Exercise - Every line from the first in the listing below to the line containing "if num_levels <= 0" is to be repeated exactly, and no line past it.

'''

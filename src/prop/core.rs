use bitflags::bitflags;

use crate::geometry::{Point, Rect};

/// Full-scale pot value: the knob at the far end of its track.
pub const MAXPOT: u16 = 0xFFFF;
/// Full-scale body value: the knob fills its whole track.
pub const MAXBODY: u16 = 0xFFFF;

bitflags! {
    /// Axes along which a proportional knob may move.
    #[derive(Debug, Clone, Copy, PartialEq, Eq, Default, serde::Serialize)]
    pub struct PropFlags: u8 {
        const FREE_HORIZ = 1 << 0;
        const FREE_VERT = 1 << 1;
    }
}

/// Movement axis of a one-dimensional slider or scroller.
#[derive(Debug, Clone, Copy, PartialEq, Eq, serde::Serialize)]
pub enum Axis {
    Horizontal,
    Vertical,
}

/// Encode a discrete slider level as `(pot, body)`.
///
/// Out-of-range levels are clamped into `[0, num_levels - 1]`.
pub fn slider_encode(level: i32, num_levels: i32) -> (u16, u16) {
    if num_levels <= 0 {
        return (0, MAXBODY);
    }
    let body = MAXBODY as i64 / num_levels as i64;
    if num_levels == 1 {
        return (0, body as u16);
    }
    let level = level.clamp(0, num_levels - 1) as i64;
    let pot = (MAXPOT as i64 * level) / (num_levels as i64 - 1);
    (pot as u16, body as u16)
}

/// Decode a pot back to the nearest slider level.
///
/// Rounds by adding half of `MAXPOT` before the integer division.
pub fn slider_decode(pot: u16, num_levels: i32) -> i32 {
    if num_levels <= 1 {
        return 0;
    }
    let span = num_levels as i64 - 1;
    let level = (pot as i64 * span + (MAXPOT as i64 / 2)) / MAXPOT as i64;
    level.clamp(0, span) as i32
}

/// `(total, visible)` with `total >= 0` and `visible` clamped into `[0, total]`.
fn scroller_extent(total: i32, visible: i32) -> (i64, i64) {
    let total = (total as i64).max(0);
    (total, (visible as i64).clamp(0, total))
}

/// Encode a scroll position as `(pot, body)`.
///
/// `top` is clamped into `[0, total - visible]`.
pub fn scroller_encode(total: i32, visible: i32, top: i32) -> (u16, u16) {
    let (total, visible) = scroller_extent(total, visible);
    let hidden = total - visible;
    if hidden == 0 {
        return (0, MAXBODY);
    }
    let top = (top as i64).clamp(0, hidden);
    let body = (visible * MAXBODY as i64) / total;
    let pot = (top * MAXBODY as i64) / hidden;
    (pot.clamp(0, MAXPOT as i64) as u16, body.clamp(0, MAXBODY as i64) as u16)
}

/// Decode a pot back to the first visible line of a scroller.
pub fn scroller_decode(pot: u16, total: i32, visible: i32) -> i32 {
    let (total, visible) = scroller_extent(total, visible);
    let hidden = total - visible;
    let top = (hidden * pot as i64 + (MAXPOT as i64 / 2)) / MAXPOT as i64;
    top.clamp(0, hidden) as i32
}

/// Result of pressing inside a proportional gadget's container.
#[derive(Debug, Clone, Copy, PartialEq, Eq)]
pub enum PropPress {
    /// The knob was grabbed; subsequent drags move it.
    Knob,
    /// The container was clicked beside the knob and the pot paged toward the click.
    Paged { changed: bool },
    Outside,
}

/// Fixed-point position and knob size of a slider or scrollbar.
#[derive(Debug, Clone, PartialEq, Eq, serde::Serialize)]
pub struct PropState {
    pub hpot: u16,
    pub vpot: u16,
    pub hbody: u16,
    pub vbody: u16,
    pub flags: PropFlags,
    pub knob_hit: bool,
    pub knob_hover: bool,
    #[serde(skip)]
    grab: Point,
}

impl Default for PropState {
    fn default() -> Self {
        Self::new(PropFlags::FREE_HORIZ | PropFlags::FREE_VERT)
    }
}

impl PropState {
    pub fn new(flags: PropFlags) -> Self {
        Self {
            hpot: 0,
            vpot: 0,
            hbody: MAXBODY,
            vbody: MAXBODY,
            flags,
            knob_hit: false,
            knob_hover: false,
            grab: Point::default(),
        }
    }

    pub fn for_axis(axis: Axis) -> Self {
        match axis {
            Axis::Horizontal => Self::new(PropFlags::FREE_HORIZ),
            Axis::Vertical => Self::new(PropFlags::FREE_VERT),
        }
    }

    /// Axis used by one-dimensional widgets; horizontal wins when both are free.
    pub fn primary_axis(&self) -> Axis {
        if self.flags.contains(PropFlags::FREE_HORIZ) || !self.flags.contains(PropFlags::FREE_VERT)
        {
            Axis::Horizontal
        } else {
            Axis::Vertical
        }
    }

    pub fn pot(&self, axis: Axis) -> u16 {
        match axis {
            Axis::Horizontal => self.hpot,
            Axis::Vertical => self.vpot,
        }
    }

    pub fn body(&self, axis: Axis) -> u16 {
        match axis {
            Axis::Horizontal => self.hbody,
            Axis::Vertical => self.vbody,
        }
    }

    pub fn set(&mut self, axis: Axis, pot: u16, body: u16) {
        match axis {
            Axis::Horizontal => {
                self.hpot = pot;
                self.hbody = body;
            }
            Axis::Vertical => {
                self.vpot = pot;
                self.vbody = body;
            }
        }
    }

    fn is_free(&self, axis: Axis) -> bool {
        match axis {
            Axis::Horizontal => self.flags.contains(PropFlags::FREE_HORIZ),
            Axis::Vertical => self.flags.contains(PropFlags::FREE_VERT),
        }
    }

    /// Knob rectangle inside `container`, never shorter than `min_knob` on a free axis.
    pub fn knob_rect(&self, container: Rect, min_knob: i32) -> Rect {
        let (x, width) = self.knob_span(Axis::Horizontal, container.x, container.width, min_knob);
        let (y, height) = self.knob_span(Axis::Vertical, container.y, container.height, min_knob);
        Rect::new(x, y, width, height)
    }

    fn knob_span(&self, axis: Axis, start: i32, length: i32, min_knob: i32) -> (i32, i32) {
        if !self.is_free(axis) {
            return (start, length);
        }
        let knob = knob_length(length, self.body(axis), min_knob);
        let travel = (length - knob).max(0) as i64;
        let offset = travel * self.pot(axis) as i64 / MAXPOT as i64;
        (start + offset as i32, knob)
    }

    /// Press at `point` (same space as `container`).
    pub fn press(&mut self, point: Point, container: Rect, min_knob: i32) -> PropPress {
        if !container.contains(point) {
            return PropPress::Outside;
        }
        let knob = self.knob_rect(container, min_knob);
        if knob.contains(point) {
            self.knob_hit = true;
            self.grab = Point::new(point.x - knob.x, point.y - knob.y);
            return PropPress::Knob;
        }

        let mut changed = false;
        for axis in [Axis::Horizontal, Axis::Vertical] {
            if !self.is_free(axis) {
                continue;
            }
            let (coordinate, knob_start, knob_end) = match axis {
                Axis::Horizontal => (point.x, knob.x, knob.right()),
                Axis::Vertical => (point.y, knob.y, knob.bottom()),
            };
            let before = coordinate < knob_start;
            if !before && coordinate < knob_end {
                continue;
            }
            let pot = self.pot(axis);
            let step = self.body(axis).max(1);
            let paged = if before {
                pot.saturating_sub(step)
            } else {
                pot.saturating_add(step)
            };
            if paged != pot {
                let body = self.body(axis);
                self.set(axis, paged, body);
                changed = true;
            }
        }
        PropPress::Paged { changed }
    }

    /// Move a grabbed knob so its grab point follows `point`. Returns whether any
    /// pot changed.
    pub fn drag(&mut self, point: Point, container: Rect, min_knob: i32) -> bool {
        if !self.knob_hit {
            return false;
        }
        let mut changed = false;
        for axis in [Axis::Horizontal, Axis::Vertical] {
            if !self.is_free(axis) {
                continue;
            }
            let (start, length, coordinate, grab) = match axis {
                Axis::Horizontal => (container.x, container.width, point.x, self.grab.x),
                Axis::Vertical => (container.y, container.height, point.y, self.grab.y),
            };
            let travel = (length - knob_length(length, self.body(axis), min_knob)) as i64;
            let pot = if travel <= 0 {
                0
            } else {
                let offset = (coordinate - grab - start) as i64;
                (offset * MAXPOT as i64 / travel).clamp(0, MAXPOT as i64) as u16
            };
            if pot != self.pot(axis) {
                let body = self.body(axis);
                self.set(axis, pot, body);
                changed = true;
            }
        }
        changed
    }

    /// End a knob drag. Returns whether the knob was held.
    pub fn release(&mut self) -> bool {
        std::mem::replace(&mut self.knob_hit, false)
    }

    pub fn update_hover(&mut self, point: Point, container: Rect, min_knob: i32) -> bool {
        let hover = self.knob_rect(container, min_knob).contains(point);
        std::mem::replace(&mut self.knob_hover, hover) != hover
    }
}

fn knob_length(length: i32, body: u16, min_knob: i32) -> i32 {
    let scaled = (length.max(0) as i64 * body as i64 / MAXBODY as i64) as i32;
    scaled.max(min_knob).min(length.max(0))
}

'''

Your response -
filename src/prop/core.rs
use bitflags::bitflags;

use crate::geometry::{Point, Rect};

/// Full-scale pot value: the knob at the far end of its track.
pub const MAXPOT: u16 = 0xFFFF;
/// Full-scale body value: the knob fills its whole track.
pub const MAXBODY: u16 = 0xFFFF;

bitflags! {
    /// Axes along which a proportional knob may move.
    #[derive(Debug, Clone, Copy, PartialEq, Eq, Default, serde::Serialize)]
    pub struct PropFlags: u8 {
        const FREE_HORIZ = 1 << 0;
        const FREE_VERT = 1 << 1;
    }
}

/// Movement axis of a one-dimensional slider or scroller.
#[derive(Debug, Clone, Copy, PartialEq, Eq, serde::Serialize)]
pub enum Axis {
    Horizontal,
    Vertical,
}

/// Encode a discrete slider level as `(pot, body)`.
///
/// Out-of-range levels are clamped into `[0, num_levels - 1]`.
pub fn slider_encode(level: i32, num_levels: i32) -> (u16, u16) {
    if num_levels <= 0 {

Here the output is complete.